Том 17. Пошехонская старина - страница 186
При матери, однако ж, все-таки было сноснее, но когда она уезжала по делам и домовничать оставался отец, то он, будучи, в сущности, человеком добрым и слабохарактерным, из угождения к матери доводил экономию до безобразных пределов. Но при нем мы, по крайней мере, могли роптать, тогда как при матери малейшее слово ропота сопровождалось немедленным и жестоким возмездием.

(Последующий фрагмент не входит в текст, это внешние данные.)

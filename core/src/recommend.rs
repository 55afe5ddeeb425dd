use crate::config::{EngineConfig, RecommendConfig};
use crate::corpus::Corpus;
use crate::error::{Error, Result};
use crate::model::{ModelStats, VectorModel};
use crate::persist::{load_model, save_model, ModelPaths};
use crate::{Neighbor, RecipeId};
use parking_lot::{Mutex, RwLock};
use std::collections::HashSet;
use std::path::Path;
use std::sync::Arc;

/// Content-based recommendations over a swappable [`VectorModel`].
///
/// Queries clone the current model handle and run without holding the lock;
/// training builds a new model off to the side and swaps it in.
#[derive(Default)]
pub struct Recommender {
    model: RwLock<Option<Arc<VectorModel>>>,
    train_lock: Mutex<()>,
    config: EngineConfig,
}

impl Recommender {
    pub fn new(config: EngineConfig) -> Self {
        Self { model: RwLock::new(None), train_lock: Mutex::new(()), config }
    }

    /// Start from the model saved under `dir`, or untrained if it cannot be read.
    pub fn open<P: AsRef<Path>>(dir: P, config: EngineConfig) -> Self {
        let recommender = Self::new(config);
        if let Err(e) = recommender.load(&dir) {
            tracing::warn!(error = %e, path = %dir.as_ref().display(), "no usable saved model, starting untrained");
        }
        recommender
    }

    pub fn is_trained(&self) -> bool { self.model.read().is_some() }

    pub fn model(&self) -> Result<Arc<VectorModel>> {
        self.model.read().clone().ok_or(Error::NotTrained)
    }

    /// Fit a new model on `corpus` and swap it in. An empty corpus leaves the
    /// current state untouched and returns `false`.
    pub fn train(&self, corpus: &Corpus) -> Result<bool> {
        let _guard = self.train_lock.lock();
        match VectorModel::train(corpus, &self.config)? {
            Some(model) => {
                self.install(model);
                Ok(true)
            }
            None => {
                tracing::warn!("no recipes to train on");
                Ok(false)
            }
        }
    }

    pub fn install(&self, model: VectorModel) {
        tracing::info!(num_recipes = model.index().len(), kind = ?model.index().kind(), "model installed");
        *self.model.write() = Some(Arc::new(model));
    }

    pub fn reset(&self) {
        *self.model.write() = None;
    }

    pub fn save<P: AsRef<Path>>(&self, dir: P) -> Result<()> {
        let model = self.model()?;
        save_model(&ModelPaths::new(dir), &model)
    }

    /// Replace the current model with the one saved under `dir`. On failure the
    /// recommender falls back to untrained and the error is returned.
    pub fn load<P: AsRef<Path>>(&self, dir: P) -> Result<()> {
        let _guard = self.train_lock.lock();
        match load_model(&ModelPaths::new(dir)) {
            Ok(model) => {
                self.install(model);
                Ok(())
            }
            Err(e) => {
                self.reset();
                Err(e)
            }
        }
    }

    pub fn stats(&self) -> ModelStats {
        match self.model.read().as_ref() {
            Some(model) => model.stats(),
            None => ModelStats::untrained(),
        }
    }

    /// Up to `n` recipes most similar to the pantry text, highest score first,
    /// skipping `exclude` and anything scoring below `min_score`.
    pub fn recommend<S: AsRef<str>>(
        &self,
        pantry: &[S],
        n: usize,
        exclude: &[RecipeId],
        min_score: f32,
    ) -> Result<Vec<Neighbor>> {
        let model = self.model()?;
        Ok(recommend_with(&model, &self.config.recommend, pantry, n, exclude, min_score))
    }

    /// Up to `n` recipes most similar to `recipe_id`, never including itself.
    pub fn similar_to(&self, recipe_id: RecipeId, n: usize) -> Result<Vec<Neighbor>> {
        let model = self.model()?;
        similar_with(&model, recipe_id, n)
    }
}

pub fn recommend_with<S: AsRef<str>>(
    model: &VectorModel,
    config: &RecommendConfig,
    pantry: &[S],
    n: usize,
    exclude: &[RecipeId],
    min_score: f32,
) -> Vec<Neighbor> {
    if n == 0 {
        return Vec::new();
    }
    let query = model.query_vector(pantry);
    let want = n.saturating_mul(config.candidate_factor.max(2)).saturating_add(exclude.len());
    let excluded: HashSet<RecipeId> = exclude.iter().copied().collect();
    let hits: Vec<Neighbor> = model
        .nearest(&query, want)
        .into_iter()
        .filter(|h| !excluded.contains(&h.recipe_id) && h.score >= min_score)
        .take(n)
        .collect();
    tracing::debug!(pantry = pantry.len(), terms = query.nnz(), hits = hits.len(), "recommend");
    hits
}

pub fn similar_with(model: &VectorModel, recipe_id: RecipeId, n: usize) -> Result<Vec<Neighbor>> {
    let query = model.index().vector(recipe_id).ok_or(Error::NotFound(recipe_id))?;
    if n == 0 {
        return Ok(Vec::new());
    }
    Ok(model
        .nearest(query, n.saturating_add(1))
        .into_iter()
        .filter(|h| h.recipe_id != recipe_id)
        .take(n)
        .collect())
}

Но всего хуже было то, что в распределении пищи между детьми допускалось пристрастие и большая несправедливость. Дети разделялись на две категории: любимых и постылых, и в особенности повинна была в этом делении матушка. Любимчику всегда накладывался на тарелку кусок получше и посвежее, нежели постылому, что всегда сопровождалось тоскливыми взглядами со стороны обделенных, а иногда и слезами. А за слезами следовали шлепки по затылку, продолжение обеда в стоячку, лишение последних блюд и т. д. Летом обыкновенно детей оделяли фруктами и ягодами, уже утратившими свой вкус вследствие лежания на погребе, но любимчикам шептали, что вот там-то в ящике положено столько-то абрикосов или персиков, и эти отдельные подачки были всегда лучшие. Некоторые из моих братьев и сестер были постоянно в числе постылых, и когда происходили эти шептания, всегда смутно догадывались, что их обидели. И к довершению всего это деление не остановилось на детстве, но перешло впоследствии через всю жизнь. Мне и до сих пор не по себе, когда я вспоминаю об этом. Из всех моих воспоминаний нет воспоминания [ужаснее] более гнусного.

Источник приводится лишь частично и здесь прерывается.